山下トリオの面々は「誰だこいつ?」と動揺するが、中村が機転を利かせてその非礼をデタラメ朝鮮語でなじると、タモリがそれより上手なデタラメ朝鮮語で切り返し、中村とのインチキ外国語の応酬に発展。表情を付けてデタラメなアフリカ語を話し始めた際には、山下は呼吸困難になるほど笑ったという。
始発が出る時間まで共に騒ぎ、「モリタです」とだけ名乗って帰宅したという。
このエピソードがタモリの運命を変えることになる。
「この男はジャズファンに違いない」と確信した山下は、福岡市内のジャズバーに「モリタという名前の男を知らないか」と片っ端から問い合わせた結果、「喫茶店の変人マスターでは?」という情報が入り、再会を果たすことになる。
この時期タモリは転職して喫茶店のマスターとなっており、ウィンナ・コーヒーを注文すると、ウィンナーソーセージが入ったコーヒーを出すなど、地元では奇妙なマスターとして有名であった。
再会後は、山下トリオが九州に赴く際の遊び仲間となり、山下のエッセイ等でしばしば取り上げられるようになったという。
1975年の春、山下が行きつけの新宿ゴールデン街のバー「ジャックの豆の木」で、「山下がそんなに面白いと言うのなら一度見てみたい」と、タモリを上京させる機運が高まり、バーの常連(奥成達、高信太郎、長谷邦夫、山下洋輔、森山威男、坂田明、三上寛、長谷川法世、南伸坊ら)により「伝説の九州の男・森田を呼ぶ会」が結成され、会のカンパによって、1975年6月に上京を果たす。
ここからタモリの華々しい芸能人生が花開いて行くのだ。
そして、山下洋輔を中心にどんどんタモリを絶賛するファンが増えて行った。
写真家の浅井慎平もその一人だ。
本作では、脚本、監督、撮影、照明の四役を一人でこなしている。
また、山下洋輔は本作の音楽を担当している。
なお、タモリは、ずっとサングラスをかけているが、これはカッコつけているわけではない。
小学3年生のとき、下校途中に電柱のワイヤに顔をぶつけ、針金の結び目が右目に突き刺さって失明したのだ。
2ヶ月休学して治療したものの、視力は戻らなかったという。
この人の人生をみてみると、そんなハンディキャップがあっても、前向きにとことん自分が好きなことに没頭すれば、未来は開けるということのようだ。

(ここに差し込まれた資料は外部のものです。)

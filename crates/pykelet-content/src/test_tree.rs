//! A minimal host tree for exercising the locator in tests.

use pykelet_core::HostNode;

#[derive(Debug, Clone)]
pub(crate) enum TestNode {
    Element {
        classes: Vec<String>,
        children: Vec<TestNode>,
    },
    Comment(String),
    Text(String),
}

pub(crate) fn element(children: Vec<TestNode>) -> TestNode {
    TestNode::Element {
        classes: vec![],
        children,
    }
}

pub(crate) fn classed(class: &str, children: Vec<TestNode>) -> TestNode {
    TestNode::Element {
        classes: vec![class.to_string()],
        children,
    }
}

pub(crate) fn comment(text: &str) -> TestNode {
    TestNode::Comment(text.to_string())
}

pub(crate) fn text(text: &str) -> TestNode {
    TestNode::Text(text.to_string())
}

impl HostNode for TestNode {
    fn children(&self) -> Box<dyn Iterator<Item = &Self> + '_> {
        match self {
            TestNode::Element { children, .. } => Box::new(children.iter()),
            _ => Box::new(std::iter::empty()),
        }
    }

    fn comment_text(&self) -> Option<&str> {
        match self {
            TestNode::Comment(text) => Some(text),
            _ => None,
        }
    }

    fn has_class(&self, class: &str) -> bool {
        match self {
            TestNode::Element { classes, .. } => classes.iter().any(|c| c == class),
            _ => false,
        }
    }
}
//! The `pykelet` application.
//!
//! [`PykeletCli`] owns the loaded configuration and dispatches parsed
//! arguments to the command handlers.

use crate::cli::{CliArgs, Command};
use crate::config::PykeletConfig;
use crate::{commands, config_handlers};
use pykelet_core::{ConfigProvider, Error, Result};
use std::path::Path;
use std::sync::Arc;
use tracing_subscriber::EnvFilter;

// ============================================================================
// PykeletCli
// ============================================================================

/// CLI application parameterized over a config provider.
pub struct PykeletCli<C: ConfigProvider> {
    name: String,
    config: Arc<C>,
    version: String,
}

impl PykeletCli<PykeletConfig> {
    /// Create from CLI args, loading config from file/env.
    pub fn from_args(name: impl Into<String>, args: &CliArgs) -> Result<Self> {
        let config = PykeletConfig::load(args.config.as_deref())?;
        Ok(Self::new(name, config))
    }
}

impl<C: ConfigProvider> PykeletCli<C> {
    /// Create a new CLI application.
    pub fn new(name: impl Into<String>, config: C) -> Self {
        Self {
            name: name.into(),
            config: Arc::new(config),
            version: env!("CARGO_PKG_VERSION").to_string(),
        }
    }

    /// Override the version string.
    pub fn with_version(mut self, version: impl Into<String>) -> Self {
        self.version = version.into();
        self
    }

    /// Get a reference to the config provider.
    pub fn config(&self) -> &C {
        &self.config
    }

    /// Initialise tracing-based logging.
    ///
    /// Uses `RUST_LOG` env var if set, otherwise defaults based on verbosity flags.
    pub fn init_logging(&self, verbose: bool, quiet: bool) {
        let filter = if std::env::var("RUST_LOG").is_ok() {
            EnvFilter::from_default_env()
        } else if quiet {
            EnvFilter::new("warn")
        } else if verbose {
            EnvFilter::new("debug")
        } else {
            EnvFilter::new("info")
        };

        // A subscriber may already be installed (e.g. in tests).
        let _ = tracing_subscriber::fmt()
            .with_env_filter(filter)
            .with_writer(std::io::stderr)
            .try_init();
    }

    /// Run the CLI with the given arguments.
    pub async fn run(&self, args: CliArgs) -> Result<()> {
        self.init_logging(args.verbose, args.quiet);
        tracing::debug!(
            project = self.config.project_name(),
            version = %self.version,
            "starting {}",
            self.name
        );

        match args.command {
            Some(Command::Show { file, format }) => {
                let out = commands::show(&*self.config, Path::new(&file), format).await?;
                print!("{out}");
                Ok(())
            }
            Some(Command::List {
                file,
                container,
                format,
            }) => {
                let out = commands::list(Path::new(&file), container.as_deref(), format).await?;
                print!("{out}");
                Ok(())
            }
            Some(Command::Fill {
                file,
                output,
                force,
            }) => {
                let markup = commands::fill(&*self.config, Path::new(&file), force).await?;
                match output {
                    Some(out) => {
                        tokio::fs::write(&out, markup)
                            .await
                            .map_err(|e| Error::io_with_path(e, &out))?;
                        log::info!("wrote {out}");
                    }
                    None => print!("{markup}"),
                }
                Ok(())
            }
            Some(Command::Version) => {
                println!("{} {}", self.name, self.version);
                Ok(())
            }
            Some(Command::Config(config_cmd)) => {
                config_handlers::handle_config_command(args.config.as_deref(), config_cmd.command)
            }
            None => {
                println!("{} {}: use --help for usage", self.name, self.version);
                Ok(())
            }
        }
    }
}

// ============================================================================
// Tests
// ============================================================================
//! One-shot readiness signal.
//!
//! [`ReadySignal`] stands in for the host's "document tree is complete"
//! event. Callbacks subscribed before the signal fires run exactly once,
//! in subscription order, when it fires. The signal never fires twice.
//! If it never fires, its callbacks never run.

use std::fmt;

type Callback<T> = Box<dyn FnOnce(&mut T)>;

/// A fire-once event carrying mutable access to a target.
pub struct ReadySignal<T> {
    callbacks: Vec<Callback<T>>,
    fired: bool,
}

impl<T> ReadySignal<T> {
    /// Create a signal that has not fired.
    pub fn new() -> Self {
        Self {
            callbacks: Vec::new(),
            fired: false,
        }
    }

    /// Register `callback` to run when the signal fires.
    ///
    /// Returns `false` if the signal has already fired; the callback is
    /// then dropped without running, as a late listener would never hear
    /// the event.
    pub fn subscribe<F>(&mut self, callback: F) -> bool
    where
        F: FnOnce(&mut T) + 'static,
    {
        if self.fired {
            log::warn!("ready signal already fired; dropping late subscriber");
            return false;
        }
        self.callbacks.push(Box::new(callback));
        true
    }

    /// Fire the signal, running every pending callback against `target`.
    ///
    /// Returns the number of callbacks run. Firing again runs nothing.
    pub fn fire(&mut self, target: &mut T) -> usize {
        if self.fired {
            log::debug!("ready signal already fired");
            return 0;
        }
        self.fired = true;

        let callbacks = std::mem::take(&mut self.callbacks);
        let count = callbacks.len();
        for callback in callbacks {
            callback(target);
        }
        count
    }

    /// Whether the signal has fired.
    pub fn has_fired(&self) -> bool {
        self.fired
    }

    /// Number of callbacks waiting for the signal.
    pub fn pending(&self) -> usize {
        self.callbacks.len()
    }
}

impl<T> Default for ReadySignal<T> {
    fn default() -> Self {
        Self::new()
    }
}

impl<T> fmt::Debug for ReadySignal<T> {
    fn fmt(&self, f: &mut fmt::Formatter<'_>) -> fmt::Result {
        f.debug_struct("ReadySignal")
            .field("pending", &self.callbacks.len())
            .field("fired", &self.fired)
            .finish()
    }
}
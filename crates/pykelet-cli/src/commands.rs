//! Handlers for the document commands: `show`, `list`, and `fill`.

use std::path::Path;

use pykelet_content::parse_all_blocks;
use pykelet_core::{ConfigProvider, Error, PykeletState, Result};
use pykelet_document::{Document, parse_document};
use pykelet_populate::{ReadySignal, bootstrap, initialize, populate_display_targets};

use crate::cli::OutputFormat;
use crate::output::{render_all, render_metadata};

/// Read and parse a markup document.
pub async fn load_document(path: &Path) -> Result<Document> {
    let markup = tokio::fs::read_to_string(path)
        .await
        .map_err(|e| Error::io_with_path(e, path))?;
    parse_document(&markup)
}

/// Metadata of the document at `path`, rendered in `format`.
pub async fn show<C: ConfigProvider>(
    config: &C,
    path: &Path,
    format: OutputFormat,
) -> Result<String> {
    let doc = load_document(path).await?;
    let state = initialize(doc.root(), config.clone());
    if !state.has_metadata() {
        log::warn!("no metadata block found in {}", path.display());
    }
    render_metadata(state.metadata(), format)
}

/// Every metadata block directly inside `container` (or the document root),
/// rendered in `format`.
pub async fn list(path: &Path, container: Option<&str>, format: OutputFormat) -> Result<String> {
    let doc = load_document(path).await?;
    let scope = match container {
        Some(id) => doc
            .node_by_id(id)
            .ok_or_else(|| Error::not_found(format!("container with id '{id}'")))?,
        None => doc.root(),
    };
    let blocks = parse_all_blocks(scope);
    log::info!("found {} metadata block(s) in {}", blocks.len(), path.display());
    render_all(&blocks, format)
}

/// Populate the document at `path` and return the resulting markup.
///
/// Runs the same sequence a host would: initialize, wait for the tree to be
/// complete, populate. With `force`, population also runs when the
/// configuration disables it.
pub async fn fill<C: ConfigProvider>(config: &C, path: &Path, force: bool) -> Result<String> {
    let mut doc = load_document(path).await?;

    let mut ready = ReadySignal::new();
    let state = bootstrap(doc.root(), config.clone(), &mut ready);
    ready.fire(&mut doc);

    if force {
        populate_display_targets(&state, &mut doc, true);
    } else if config.population_disabled() {
        log::info!("population disabled by configuration; use --force to override");
    }

    report_unmatched(&state, &doc);
    Ok(doc.to_string())
}

fn report_unmatched<C: ConfigProvider>(state: &PykeletState<C>, doc: &Document) {
    let Some(metadata) = state.metadata() else {
        log::warn!("no metadata block found; document left unchanged");
        return;
    };
    let unmatched: Vec<&str> = metadata
        .keys()
        .filter(|key| doc.find_by_id(key).is_none())
        .collect();
    if !unmatched.is_empty() {
        log::info!("keys without a matching id: {}", unmatched.join(", "));
    }
}
//! Shared fixtures for the populate tests.

use std::collections::HashMap;

use pykelet_core::{ConfigProvider, Metadata, PykeletState};

#[derive(Clone, Debug, Default)]
pub(crate) struct TestConfig {
    pub(crate) container_class: Option<String>,
    pub(crate) disabled: bool,
}

impl ConfigProvider for TestConfig {
    fn project_name(&self) -> &str {
        "test-project"
    }

    fn container_class(&self) -> Option<&str> {
        self.container_class.as_deref()
    }

    fn population_disabled(&self) -> bool {
        self.disabled
    }
}

pub(crate) fn metadata(pairs: &[(&str, &str)]) -> Metadata {
    let mut meta = Metadata::new();
    for (k, v) in pairs {
        meta.insert(k, v);
    }
    meta
}

pub(crate) fn state(disabled: bool, meta: Option<Metadata>) -> PykeletState<TestConfig> {
    PykeletState::new(
        TestConfig {
            container_class: None,
            disabled,
        },
        meta,
    )
}

pub(crate) fn targets(ids: &[&str]) -> HashMap<String, String> {
    ids.iter()
        .map(|id| ((*id).to_string(), "placeholder".to_string()))
        .collect()
}
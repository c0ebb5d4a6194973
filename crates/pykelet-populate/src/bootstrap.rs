//! Initialization and automatic population wiring.
//!
//! The intended order is:
//!
//! 1. [`initialize`] as soon as the document is available. This parses the
//!    metadata block once and produces the shared [`PykeletState`].
//! 2. [`register_population`] against the host's [`ReadySignal`], so the
//!    display targets are filled when the tree is complete.
//!
//! [`bootstrap`] does both.

use pykelet_content::{ClassScope, locate_in};
use pykelet_core::{ConfigProvider, HostNode, PykeletState, TargetResolver};

use crate::lifecycle::ReadySignal;
use crate::populator::{PopulateOutcome, populate_display_targets};

/// Locate and parse the metadata block under `root` and capture it in a
/// new state.
///
/// If the configuration names a container class, the first descendant with
/// that class is searched instead of `root` when it exists.
pub fn initialize<C, N>(root: &N, config: C) -> PykeletState<C>
where
    C: ConfigProvider,
    N: HostNode,
{
    let selector = config.container_class().map(ClassScope::new);
    let metadata = locate_in(root, &selector);
    match &metadata {
        Some(meta) => log::debug!("initialized metadata state with {} key(s)", meta.len()),
        None => log::debug!("initialized metadata state without a metadata block"),
    }
    PykeletState::new(config, metadata)
}

/// Subscribe automatic (non-forced) population to `signal`.
///
/// Returns `false` if the signal has already fired, in which case nothing
/// will run; call
/// [`populate_display_targets`](crate::populate_display_targets) with
/// `force = true` instead.
pub fn register_population<C, T>(state: &PykeletState<C>, signal: &mut ReadySignal<T>) -> bool
where
    C: ConfigProvider,
    T: TargetResolver + 'static,
{
    let state = state.clone();
    signal.subscribe(move |target: &mut T| {
        if let PopulateOutcome::Applied(report) = populate_display_targets(&state, target, false)
        {
            for key in &report.unmatched {
                log::trace!("metadata key '{key}' has no display target");
            }
        }
    })
}

/// Initialize state from `root` and register automatic population.
///
/// If `signal` has already fired the state is still returned, but nothing
/// will populate the targets; a warning is logged and the caller should
/// force population.
pub fn bootstrap<C, N, T>(root: &N, config: C, signal: &mut ReadySignal<T>) -> PykeletState<C>
where
    C: ConfigProvider,
    N: HostNode,
    T: TargetResolver + 'static,
{
    let state = initialize(root, config);
    if !register_population(&state, signal) {
        log::warn!(
            "ready signal already fired; display targets will not be populated automatically"
        );
    }
    state
}
//! Comment-block location and metadata parsing.
//!
//! This crate implements the read side of Pykelet: finding the marked
//! comment among a scope's immediate children and turning its body into a
//! [`Metadata`](pykelet_core::Metadata) mapping.
//!
//! # Features
//!
//! - Shallow, document-order discovery of marked comments
//! - First-colon `KEY: VALUE` parsing with key normalization
//! - Pluggable scope selection (document root or a wrapping container)

#![doc = include_str!("../README.md")]

pub mod locator;
pub mod parser;
pub mod scope;

pub use locator::{
    find_first_block, is_block, locate_all_blocks, locate_first_block, locate_in,
    parse_all_blocks, parse_block,
};
pub use parser::{is_block_text, parse_metadata_text};
pub use scope::{ClassScope, DEFAULT_CONTAINER_CLASS, DocumentScope, ScopeSelector};

#[cfg(test)]
pub(crate) mod test_tree;
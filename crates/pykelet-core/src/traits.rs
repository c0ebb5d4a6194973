//! Core traits for host abstraction.
//!
//! Pykelet never owns the document it reads. The host supplies three
//! capabilities through these traits:
//!
//! - [`HostNode`]: enumerate a node's immediate children and recognise
//!   comment nodes
//! - [`TargetResolver`]: look up a display target by identifier
//! - [`TextSink`]: overwrite a target's visible text
//!
//! [`ConfigProvider`] abstracts the configuration consulted during
//! initialization and population.

use std::collections::{BTreeMap, HashMap};

/// A node in the host document tree.
///
/// Only immediate children are ever enumerated by the locator; deeper
/// descendants are reached by the caller walking `children` itself.
///
/// # Example
///
/// ```
/// use pykelet_core::HostNode;
///
/// enum Node {
///     Comment(String),
///     Element(Vec<Node>),
/// }
///
/// impl HostNode for Node {
///     fn children(&self) -> Box<dyn Iterator<Item = &Self> + '_> {
///         match self {
///             Node::Element(children) => Box::new(children.iter()),
///             Node::Comment(_) => Box::new(std::iter::empty()),
///         }
///     }
///
///     fn comment_text(&self) -> Option<&str> {
///         match self {
///             Node::Comment(text) => Some(text),
///             Node::Element(_) => None,
///         }
///     }
///
///     fn has_class(&self, _class: &str) -> bool {
///         false
///     }
/// }
///
/// let root = Node::Element(vec![Node::Comment("PYKELET".into())]);
/// assert_eq!(root.children().count(), 1);
/// ```
pub trait HostNode {
    /// The node's immediate children, in document order.
    fn children(&self) -> Box<dyn Iterator<Item = &Self> + '_>;

    /// The raw text of this node if it is a comment, else `None`.
    fn comment_text(&self) -> Option<&str>;

    /// Whether this node carries the given class name.
    fn has_class(&self, class: &str) -> bool;
}

/// Something whose visible text can be replaced.
pub trait TextSink {
    /// Replace the visible text with `text`.
    ///
    /// Must overwrite rather than append, so repeated calls with the same
    /// value leave the same result.
    fn set_text(&mut self, text: &str);
}

/// Resolves display targets by identifier.
///
/// Identifiers are matched exactly (case-sensitive).
pub trait TargetResolver {
    /// Find the target named `id`, if any.
    fn resolve(&mut self, id: &str) -> Option<&mut dyn TextSink>;
}

impl TextSink for String {
    fn set_text(&mut self, text: &str) {
        self.clear();
        self.push_str(text);
    }
}

impl TargetResolver for HashMap<String, String> {
    fn resolve(&mut self, id: &str) -> Option<&mut dyn TextSink> {
        self.get_mut(id).map(|s| s as &mut dyn TextSink)
    }
}

impl TargetResolver for BTreeMap<String, String> {
    fn resolve(&mut self, id: &str) -> Option<&mut dyn TextSink> {
        self.get_mut(id).map(|s| s as &mut dyn TextSink)
    }
}

/// Trait for Pykelet configuration.
///
/// The CLI implements this with a file/env backed configuration; embedders
/// and tests supply their own.
///
/// # Bounds
///
/// - `Send + Sync`: Configuration must be shareable across threads
/// - `Clone`: Configuration can be duplicated for passing to subsystems
/// - `'static`: Configuration lifetime is not borrowed
///
/// # Example
///
/// ```
/// use pykelet_core::ConfigProvider;
///
/// #[derive(Clone)]
/// struct EmbeddedConfig;
///
/// impl ConfigProvider for EmbeddedConfig {
///     fn project_name(&self) -> &str {
///         "my-site"
///     }
///
///     fn container_class(&self) -> Option<&str> {
///         Some("markdown-body")
///     }
///
///     fn population_disabled(&self) -> bool {
///         false
///     }
/// }
/// ```
pub trait ConfigProvider: Send + Sync + Clone + 'static {
    /// The project name, used for env var prefixes and default paths.
    fn project_name(&self) -> &str;

    /// Class name of a wrapping container whose children should be
    /// searched instead of the document root, when present.
    ///
    /// `None` searches the document root only.
    fn container_class(&self) -> Option<&str>;

    /// Whether automatic population is suppressed.
    ///
    /// Forced population ignores this flag.
    fn population_disabled(&self) -> bool;
}
//! Writing metadata values into display targets.
//!
//! Each metadata key is looked up as an identifier through a
//! [`TargetResolver`]. A key with no matching target is skipped: documents
//! need not display every key. Population overwrites rather than appends,
//! so running it again with the same metadata changes nothing.

use pykelet_core::{ConfigProvider, Metadata, PykeletState, TargetResolver};

/// Which keys were written and which had no target.
#[derive(Debug, Clone, Default, PartialEq, Eq)]
pub struct PopulateReport {
    /// Keys whose target text was set.
    pub applied: Vec<String>,
    /// Keys with no target of that identifier.
    pub unmatched: Vec<String>,
}

/// Result of a population attempt.
#[derive(Debug, Clone, PartialEq, Eq)]
pub enum PopulateOutcome {
    /// Population is disabled in the configuration and was not forced.
    Disabled,
    /// The state holds no metadata.
    NoMetadata,
    /// Metadata was applied.
    Applied(PopulateReport),
}

impl PopulateOutcome {
    /// The report, if metadata was applied.
    pub fn report(&self) -> Option<&PopulateReport> {
        match self {
            PopulateOutcome::Applied(report) => Some(report),
            _ => None,
        }
    }
}

/// Apply the state's metadata to the targets reachable through `resolver`.
///
/// Unless `force` is set, does nothing when the configuration disables
/// population. Never fails; every skipped step is only logged.
pub fn populate_display_targets<C, R>(
    state: &PykeletState<C>,
    resolver: &mut R,
    force: bool,
) -> PopulateOutcome
where
    C: ConfigProvider,
    R: TargetResolver + ?Sized,
{
    if !force && state.config().population_disabled() {
        log::debug!("display-target population disabled by configuration");
        return PopulateOutcome::Disabled;
    }

    let Some(metadata) = state.metadata() else {
        log::debug!("no metadata to populate");
        return PopulateOutcome::NoMetadata;
    };

    let report = apply_metadata(metadata, resolver);
    log::debug!(
        "populated {} display target(s), {} key(s) without a target",
        report.applied.len(),
        report.unmatched.len()
    );
    PopulateOutcome::Applied(report)
}

/// Write every `(key, value)` of `metadata` into the target named `key`.
pub fn apply_metadata<R>(metadata: &Metadata, resolver: &mut R) -> PopulateReport
where
    R: TargetResolver + ?Sized,
{
    let mut report = PopulateReport::default();
    for (key, value) in metadata {
        match resolver.resolve(key) {
            Some(target) => {
                target.set_text(value);
                report.applied.push(key.to_string());
            }
            None => {
                log::trace!("no display target with id '{key}'");
                report.unmatched.push(key.to_string());
            }
        }
    }
    report
}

この映画と似ている映画をいくつかピックアップしてみると、以下の二つがまず浮かんできた。
①北野たけしの「菊次郎の夏」:
会えなくなったお母さんに会いたいという男の子を連れてたけしが全国を旅するロード・ムービー:
②緒形拳主演の「長い散歩」:
母にいじめられる女の子を連れて、あてのない旅を続ける初老の男のロード・ムービー:
(最後に逮捕されるところは本作と同じ)
この映画で、桃井かおりは、ホステスをしている少女の母親を演じている。
映像に映る時間も少ない役ながら、主人公の少女がなぜタモリと旅を続けるのかを考えさせる起点になる重要人物だ。
そんな役柄を演じるのに最適な女優といえば、やはりこの時代なら桃井かおりしかいないだろう。
跳んでる女優ナンバーワンの面目躍如である。